=== Section Start ===

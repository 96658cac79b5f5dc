// Classifier Artifact Definition

use crate::error::{PredictError, Result};
use serde::{Deserialize, Serialize};
use std::path::Path;

/// Decision function
#[derive(Debug, Clone, PartialEq, Serialize, Deserialize)]
#[serde(tag = "type", rename_all = "snake_case")]
pub enum DecisionFunction {
    /// Logistic regression: sigmoid(w.x + b) >= threshold is malignant
    LogisticRegression {
        coefficients: Vec<f64>,
        intercept: f64,
        #[serde(default = "default_threshold")]
        threshold: f64,
    },
    /// Linear SVM: w.x + b > 0 is malignant
    LinearSvm {
        coefficients: Vec<f64>,
        intercept: f64,
    },
}

fn default_threshold() -> f64 {
    0.5
}

impl DecisionFunction {
    /// Number of inputs the function was trained on
    pub fn input_dim(&self) -> usize {
        match self {
            DecisionFunction::LogisticRegression { coefficients, .. }
            | DecisionFunction::LinearSvm { coefficients, .. } => coefficients.len(),
        }
    }

    /// Signed distance from the decision boundary
    pub fn margin(&self, inputs: &[f64]) -> Result<f64> {
        let (coefficients, intercept) = match self {
            DecisionFunction::LogisticRegression {
                coefficients,
                intercept,
                ..
            }
            | DecisionFunction::LinearSvm {
                coefficients,
                intercept,
            } => (coefficients, *intercept),
        };
        if coefficients.len() != inputs.len() {
            return Err(PredictError::DimensionMismatch {
                stage: "decision function",
                expected: coefficients.len(),
                actual: inputs.len(),
            });
        }
        let margin = coefficients
            .iter()
            .zip(inputs)
            .map(|(w, x)| w * x)
            .sum::<f64>()
            + intercept;
        if !margin.is_finite() {
            return Err(PredictError::Prediction(
                "decision function produced a non-finite margin".to_string(),
            ));
        }
        Ok(margin)
    }

    /// Whether the inputs fall on the malignant side
    pub fn is_positive(&self, inputs: &[f64]) -> Result<bool> {
        let margin = self.margin(inputs)?;
        Ok(match self {
            DecisionFunction::LogisticRegression { threshold, .. } => {
                sigmoid(margin) >= *threshold
            }
            DecisionFunction::LinearSvm { .. } => margin > 0.0,
        })
    }
}

fn sigmoid(x: f64) -> f64 {
    1.0 / (1.0 + (-x).exp())
}

/// Feature scaling transform
#[derive(Debug, Clone, PartialEq, Serialize, Deserialize)]
#[serde(tag = "type", rename_all = "snake_case")]
pub enum Scaler {
    /// (x - mean) / scale
    Standard { mean: Vec<f64>, scale: Vec<f64> },
    /// x * scale + min
    MinMax { min: Vec<f64>, scale: Vec<f64> },
}

impl Scaler {
    /// Number of inputs the scaler was fitted on
    pub fn input_dim(&self) -> usize {
        match self {
            Scaler::Standard { mean, .. } => mean.len(),
            Scaler::MinMax { min, .. } => min.len(),
        }
    }

    /// Applies the transform, returning a new vector
    pub fn transform(&self, inputs: &[f64]) -> Result<Vec<f64>> {
        let (offsets, scale) = match self {
            Scaler::Standard { mean, scale } => (mean, scale),
            Scaler::MinMax { min, scale } => (min, scale),
        };
        for len in [offsets.len(), scale.len()] {
            if len != inputs.len() {
                return Err(PredictError::DimensionMismatch {
                    stage: "scaler",
                    expected: len,
                    actual: inputs.len(),
                });
            }
        }

        let scaled: Vec<f64> = match self {
            Scaler::Standard { .. } => inputs
                .iter()
                .zip(offsets.iter().zip(scale))
                .map(|(x, (m, s))| (x - m) / s)
                .collect(),
            Scaler::MinMax { .. } => inputs
                .iter()
                .zip(offsets.iter().zip(scale))
                .map(|(x, (m, s))| x * s + m)
                .collect(),
        };

        if scaled.iter().any(|v| !v.is_finite()) {
            return Err(PredictError::Prediction(
                "scaler produced a non-finite value".to_string(),
            ));
        }
        Ok(scaled)
    }
}

/// Artifact metadata
#[derive(Debug, Clone, Default, PartialEq, Serialize, Deserialize)]
pub struct ArtifactMetadata {
    /// Model name, shown in logs and the health report
    #[serde(default)]
    pub name: Option<String>,
}

/// On-disk layout: either a bare decision function or a bundle
#[derive(Debug, Clone, Deserialize)]
#[serde(untagged)]
enum ArtifactFile {
    Bundle {
        classifier: DecisionFunction,
        #[serde(default)]
        scaler: Option<Scaler>,
        #[serde(default)]
        metadata: ArtifactMetadata,
    },
    Bare(DecisionFunction),
}

/// A trained classifier with its optional scaler
#[derive(Debug, Clone, PartialEq, Serialize, Deserialize)]
pub struct ModelArtifact {
    /// Decision function
    pub classifier: DecisionFunction,
    /// Scaling applied before the decision function
    pub scaler: Option<Scaler>,
    /// Metadata
    #[serde(default)]
    pub metadata: ArtifactMetadata,
}

impl ModelArtifact {
    /// Creates an artifact without a scaler
    pub fn new(classifier: DecisionFunction) -> Self {
        Self {
            classifier,
            scaler: None,
            metadata: ArtifactMetadata::default(),
        }
    }

    /// Sets the scaler
    pub fn with_scaler(mut self, scaler: Scaler) -> Self {
        self.scaler = Some(scaler);
        self
    }

    /// Sets the model name
    pub fn with_name(mut self, name: &str) -> Self {
        self.metadata.name = Some(name.to_string());
        self
    }

    /// Decodes either accepted layout
    pub fn from_json(bytes: &[u8]) -> Result<Self> {
        let file: ArtifactFile = serde_json::from_slice(bytes)
            .map_err(|e| PredictError::Artifact(format!("undecodable artifact: {}", e)))?;
        Ok(match file {
            ArtifactFile::Bundle {
                classifier,
                scaler,
                metadata,
            } => Self {
                classifier,
                scaler,
                metadata,
            },
            ArtifactFile::Bare(classifier) => Self::new(classifier),
        })
    }

    /// Reads and decodes an artifact file
    pub fn from_file(path: &Path) -> Result<Self> {
        let bytes = std::fs::read(path).map_err(|e| {
            PredictError::Artifact(format!("cannot read {}: {}", path.display(), e))
        })?;
        Self::from_json(&bytes)
    }

    /// Writes the artifact in bundle layout
    pub fn save(&self, path: &Path) -> Result<()> {
        let json = serde_json::to_vec_pretty(self)?;
        std::fs::write(path, json)?;
        Ok(())
    }

    /// Input dimensions that disagree with `expected`, as (stage, dim)
    pub fn dimension_mismatches(&self, expected: usize) -> Vec<(&'static str, usize)> {
        let mut mismatches = Vec::new();
        if let Some(scaler) = &self.scaler {
            if scaler.input_dim() != expected {
                mismatches.push(("scaler", scaler.input_dim()));
            }
        }
        if self.classifier.input_dim() != expected {
            mismatches.push(("decision function", self.classifier.input_dim()));
        }
        mismatches
    }

    /// Scales (if configured) then scores the inputs
    pub fn predict(&self, inputs: &[f64]) -> Result<bool> {
        match &self.scaler {
            Some(scaler) => {
                let scaled = scaler.transform(inputs)?;
                self.classifier.is_positive(&scaled)
            }
            None => self.classifier.is_positive(inputs),
        }
    }
}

=== Section End ===

→ What the task requires
Your task is to transcribe, with no changes, only the lines of the listing above that lie between the line holding "Default, PartialEq, Serialize, Deserialize)]" and the line holding "let bytes = std::fs::read(path).map_err(|e|", inclusive.

→ Written solution
#[derive(Debug, Clone, Default, PartialEq, Serialize, Deserialize)]
pub struct ArtifactMetadata {
    /// Model name, shown in logs and the health report
    #[serde(default)]
    pub name: Option<String>,
}

/// On-disk layout: either a bare decision function or a bundle
#[derive(Debug, Clone, Deserialize)]
#[serde(untagged)]
enum ArtifactFile {
    Bundle {
        classifier: DecisionFunction,
        #[serde(default)]
        scaler: Option<Scaler>,
        #[serde(default)]
        metadata: ArtifactMetadata,
    },
    Bare(DecisionFunction),
}

/// A trained classifier with its optional scaler
#[derive(Debug, Clone, PartialEq, Serialize, Deserialize)]
pub struct ModelArtifact {
    /// Decision function
    pub classifier: DecisionFunction,
    /// Scaling applied before the decision function
    pub scaler: Option<Scaler>,
    /// Metadata
    #[serde(default)]
    pub metadata: ArtifactMetadata,
}

impl ModelArtifact {
    /// Creates an artifact without a scaler
    pub fn new(classifier: DecisionFunction) -> Self {
        Self {
            classifier,
            scaler: None,
            metadata: ArtifactMetadata::default(),
        }
    }

    /// Sets the scaler
    pub fn with_scaler(mut self, scaler: Scaler) -> Self {
        self.scaler = Some(scaler);
        self
    }

    /// Sets the model name
    pub fn with_name(mut self, name: &str) -> Self {
        self.metadata.name = Some(name.to_string());
        self
    }

    /// Decodes either accepted layout
    pub fn from_json(bytes: &[u8]) -> Result<Self> {
        let file: ArtifactFile = serde_json::from_slice(bytes)
            .map_err(|e| PredictError::Artifact(format!("undecodable artifact: {}", e)))?;
        Ok(match file {
            ArtifactFile::Bundle {
                classifier,
                scaler,
                metadata,
            } => Self {
                classifier,
                scaler,
                metadata,
            },
            ArtifactFile::Bare(classifier) => Self::new(classifier),
        })
    }

    /// Reads and decodes an artifact file
    pub fn from_file(path: &Path) -> Result<Self> {
        let bytes = std::fs::read(path).map_err(|e| {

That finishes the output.